Following a challenging day yesterday, stocks are bouncing back today, with the S&P 500 and the narrower, price-weighted Dow Jones Industrial Average (DJINDICES:^DJI) 0.55% and 0.49%, respectively, at 10:20 a.m. EST.

The October employment report, released today by the Bureau of Labor Statistics, produced a significant surprise, showing the U.S. economy adding 204,000 jobs last month compared to the median forecast in a Bloomberg survey of economists of 120,000. In addition, job gains in September and August were revised higher by an aggregate of 60,000. On the face of it, the October government shutdown doesn't appear to have hindered hiring.

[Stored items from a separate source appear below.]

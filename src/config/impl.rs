use std::env;
use std::fs;
use std::path::Path;
use std::sync::OnceLock;
use tracing::{debug, error, warn};

use super::AppConfig;

static CONFIG: OnceLock<AppConfig> = OnceLock::new();

/// 初始化全局配置（只允许初始化一次）
pub fn init_config() -> &'static AppConfig {
    CONFIG.get_or_init(AppConfig::load)
}

/// 获取全局配置
pub fn get_config() -> &'static AppConfig {
    CONFIG.get_or_init(AppConfig::load)
}

impl AppConfig {
    /// Load configuration from TOML file with environment variable fallback
    pub fn load() -> Self {
        let mut config = Self::load_from_file();
        config.override_with_env();
        config
    }

    /// Load configuration from TOML file
    fn load_from_file() -> Self {
        let config_paths = ["config.toml", "linklet.toml", "/etc/linklet/config.toml"];

        for path in &config_paths {
            if Path::new(path).exists() {
                debug!("Loading config from: {}", path);
                match fs::read_to_string(path) {
                    Ok(content) => match toml::from_str::<AppConfig>(&content) {
                        Ok(config) => {
                            debug!("Successfully loaded config from: {}", path);
                            return config;
                        }
                        Err(e) => {
                            warn!("Failed to parse config file {}: {}", path, e);
                        }
                    },
                    Err(e) => {
                        warn!("Failed to read config file {}: {}", path, e);
                    }
                }
            }
        }

        debug!("No config file found, using defaults");
        Self::default()
    }

    /// Override configuration with environment variables
    fn override_with_env(&mut self) {
        // Server config
        if let Ok(host) = env::var("SERVER_HOST") {
            self.server.host = host;
        }
        if let Ok(port) = env::var("SERVER_PORT") {
            if let Ok(port) = port.parse() {
                self.server.port = port;
            } else {
                error!("Invalid SERVER_PORT: {}", port);
            }
        }
        if let Ok(token) = env::var("ADMIN_TOKEN") {
            self.server.admin_token = token;
        }

        // Database config
        if let Ok(backend) = env::var("DATABASE_BACKEND") {
            self.database.backend = backend;
        }
        if let Ok(database_url) = env::var("DATABASE_URL") {
            self.database.database_url = database_url;
        }

        // Cache config
        if let Ok(backend) = env::var("CACHE_BACKEND") {
            self.cache.backend = backend;
        }
        if let Ok(redis_url) = env::var("REDIS_URL") {
            self.cache.redis_url = redis_url;
        }
        if let Ok(prefix) = env::var("REDIS_KEY_PREFIX") {
            self.cache.key_prefix = prefix;
        }
        if let Ok(default_ttl) = env::var("CACHE_DEFAULT_TTL") {
            if let Ok(ttl) = default_ttl.parse() {
                self.cache.default_ttl = ttl;
            } else {
                error!("Invalid CACHE_DEFAULT_TTL: {}", default_ttl);
            }
        }
        if let Ok(timeout) = env::var("CACHE_OP_TIMEOUT_MS") {
            if let Ok(t) = timeout.parse() {
                self.cache.op_timeout_ms = t;
            } else {
                error!("Invalid CACHE_OP_TIMEOUT_MS: {}", timeout);
            }
        }

        // Click sync config
        if let Ok(interval) = env::var("SYNC_INTERVAL_SECS") {
            if let Ok(secs) = interval.parse() {
                self.sync.interval_secs = secs;
            } else {
                error!("Invalid SYNC_INTERVAL_SECS: {}", interval);
            }
        }

        // Allocator config
        if let Ok(length) = env::var("ID_LENGTH") {
            if let Ok(n) = length.parse() {
                self.allocator.id_length = n;
            } else {
                error!("Invalid ID_LENGTH: {}", length);
            }
        }
        if let Ok(attempts) = env::var("ID_MAX_ATTEMPTS") {
            if let Ok(n) = attempts.parse() {
                self.allocator.max_attempts = n;
            } else {
                error!("Invalid ID_MAX_ATTEMPTS: {}", attempts);
            }
        }
    }
}

#[cfg(test)]
mod tests {
    use super::*;

    #[test]
    fn test_default_config() {
        let config = AppConfig::default();
        assert_eq!(config.server.port, 8080);
        assert_eq!(config.cache.default_ttl, 3600);
        assert_eq!(config.sync.interval_secs, 300);
        assert_eq!(config.allocator.id_length, 6);
        assert_eq!(config.allocator.max_attempts, 10);
    }

    #[test]
    fn test_parse_toml_sections() {
        let toml = r#"
            [server]
            port = 9090

            [cache]
            backend = "memory"
            default_ttl = 60
        "#;
        let config: AppConfig = toml::from_str(toml).unwrap();
        assert_eq!(config.server.port, 9090);
        assert_eq!(config.cache.backend, "memory");
        assert_eq!(config.cache.default_ttl, 60);
        // 未指定的段保持默认值
        assert_eq!(config.database.backend, "sqlite");
    }
}
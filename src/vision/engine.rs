//! External OCR engine invocation.

use super::{render_json, ByteStream, Recognizer};
use crate::config::Config;
use crate::error::{Error, Result};
use async_trait::async_trait;
use std::path::Path;
use std::process::Stdio;
use tokio::io::AsyncWriteExt;
use tokio::process::{Child, Command};

/// Recognizer that shells out to the configured OCR engine.
///
/// The path overload passes the image path as the final argument; the stream
/// and bytes overloads pipe the image into the engine's stdin. The engine
/// prints its JSON result to stdout.
#[derive(Debug)]
pub struct CommandRecognizer {
    program: String,
    args: Vec<String>,
    /// Language hint, reserved for future use.
    #[allow(dead_code)]
    lang: Option<String>,
}

impl CommandRecognizer {
    pub fn new(config: &Config, lang: Option<String>) -> Result<Self> {
        let mut parts = shell_words::split(&config.engine)
            .map_err(|e| Error::Config(format!("invalid engine command: {}", e)))?;
        if parts.is_empty() {
            return Err(Error::Config("engine command is empty".to_string()));
        }

        let program = parts.remove(0);
        Ok(Self {
            program,
            args: parts,
            lang,
        })
    }

    fn command(&self) -> Command {
        let mut cmd = Command::new(&self.program);
        cmd.args(&self.args);
        cmd.stdout(Stdio::piped());
        cmd.stderr(Stdio::piped());
        cmd
    }

    async fn finish(child: Child, indented: bool) -> Result<String> {
        let output = child.wait_with_output().await?;

        if !output.status.success() {
            let stderr = String::from_utf8_lossy(&output.stderr);
            return Err(Error::Engine(stderr.trim().to_string()));
        }

        let stdout = String::from_utf8_lossy(&output.stdout);
        render_json(&stdout, indented)
    }
}

#[async_trait]
impl Recognizer for CommandRecognizer {
    async fn recognize_path(&self, path: &Path, indented: bool) -> Result<String> {
        let mut cmd = self.command();
        cmd.arg(path);
        cmd.stdin(Stdio::null());

        tracing::debug!(program = %self.program, path = %path.display(), "spawning OCR engine");
        let child = cmd.spawn()?;
        Self::finish(child, indented).await
    }

    async fn recognize_stream(&self, mut stream: ByteStream, indented: bool) -> Result<String> {
        let mut cmd = self.command();
        cmd.stdin(Stdio::piped());

        tracing::debug!(program = %self.program, "spawning OCR engine for streamed input");
        let mut child = cmd.spawn()?;

        let mut stdin = child
            .stdin
            .take()
            .ok_or_else(|| Error::Engine("engine stdin unavailable".to_string()))?;
        // Feed stdin while the output pipes are drained, or an engine that
        // emits more than a pipe buffer before reading its input blocks both
        // sides forever. An engine that stops reading early is judged by its
        // exit status, not by the resulting broken pipe.
        let feeder = tokio::spawn(async move {
            let _ = tokio::io::copy(&mut stream, &mut stdin).await;
            let _ = stdin.shutdown().await;
        });

        let result = Self::finish(child, indented).await;
        let _ = feeder.await;
        result
    }

    async fn recognize_bytes(&self, bytes: &[u8], indented: bool) -> Result<String> {
        let mut cmd = self.command();
        cmd.stdin(Stdio::piped());

        tracing::debug!(program = %self.program, len = bytes.len(), "spawning OCR engine for byte buffer");
        let mut child = cmd.spawn()?;

        let mut stdin = child
            .stdin
            .take()
            .ok_or_else(|| Error::Engine("engine stdin unavailable".to_string()))?;
        let payload = bytes.to_vec();
        let feeder = tokio::spawn(async move {
            let _ = stdin.write_all(&payload).await;
            let _ = stdin.shutdown().await;
        });

        let result = Self::finish(child, indented).await;
        let _ = feeder.await;
        result
    }
}

#[cfg(test)]
mod tests {
    use super::*;

    fn config(engine: &str) -> Config {
        Config {
            engine: engine.to_string(),
        }
    }

    #[test]
    fn test_engine_command_is_split() {
        let recognizer =
            CommandRecognizer::new(&config("ocr-engine --format json"), None).unwrap();
        assert_eq!(recognizer.program, "ocr-engine");
        assert_eq!(recognizer.args, vec!["--format".to_string(), "json".to_string()]);
    }

    #[test]
    fn test_empty_engine_command_is_rejected() {
        let err = CommandRecognizer::new(&config("  "), None).unwrap_err();
        assert!(matches!(err, Error::Config(_)));
    }

    #[tokio::test]
    async fn test_bytes_round_trip_through_cat() {
        // `cat` echoes the piped payload, standing in for a real engine
        let recognizer = CommandRecognizer::new(&config("cat"), None).unwrap();
        let out = recognizer
            .recognize_bytes(b"{\"text\":\"abc\"}", false)
            .await
            .unwrap();
        assert_eq!(out, "{\"text\":\"abc\"}");
    }

    #[tokio::test]
    async fn test_stream_is_piped_to_engine_stdin() {
        let recognizer = CommandRecognizer::new(&config("cat"), None).unwrap();
        let stream: ByteStream = Box::new(std::io::Cursor::new(b"{\"text\":\"abc\"}".to_vec()));
        let out = recognizer.recognize_stream(stream, false).await.unwrap();
        assert_eq!(out, "{\"text\":\"abc\"}");
    }

    #[tokio::test]
    async fn test_chatty_engine_and_large_payload_do_not_deadlock() {
        // The engine floods stderr past the pipe buffer before touching its
        // stdin; with a 1 MiB payload both pipes must move concurrently.
        let engine =
            r#"sh -c 'head -c 262144 /dev/zero | tr "\0" x >&2; cat > /dev/null; echo {}'"#;
        let recognizer = CommandRecognizer::new(&config(engine), None).unwrap();

        let payload = vec![b'a'; 1 << 20];
        let out = tokio::time::timeout(
            std::time::Duration::from_secs(10),
            recognizer.recognize_bytes(&payload, false),
        )
        .await
        .expect("engine call did not complete")
        .unwrap();

        assert_eq!(out, "{}");
    }

    #[tokio::test]
    async fn test_missing_engine_is_an_unhandled_error() {
        let recognizer =
            CommandRecognizer::new(&config("definitely-not-an-ocr-engine-9f3a"), None).unwrap();
        let err = recognizer.recognize_bytes(b"img", false).await.unwrap_err();
        assert_eq!(err.exit_code(), 1);
    }
}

However (you knew this was coming), the labor force participation rate fell 0.4 percentage point to 62.8% -- the lowest rate in more than 35 years. As such, the unemployment rate edged up 0.1 percentage point to 7.3% despite the above-expectations jobs gain.

Dow component Disney (NYSE:DIS) reported fiscal fourth-quarter results after yesterday's market close that came in ahead of Wall Street expectations. Disney shares are up 1.6% in response.

Earnings per share rose 13% to $0.77 on revenue of $11.57 billion, compared to analysts' forecast for $0.76 and $11.4 billion, respectively. Setting aside interactive, which is by far the smallest of Disney's five segments, parks and resorts and consumer products were the standouts in the quarter, with respective revenue increases of 8% and 14%. Media networks, on the other hand, disappointed by barely registering any growth at all (revenue increased 1%).

Specifically, within Disney media networks, broker Sterne Agee pointed out that cable-network revenue of $3.57 billion came in below its $3.65 billion estimate, which it said was the low estimate among Wall Street analysts.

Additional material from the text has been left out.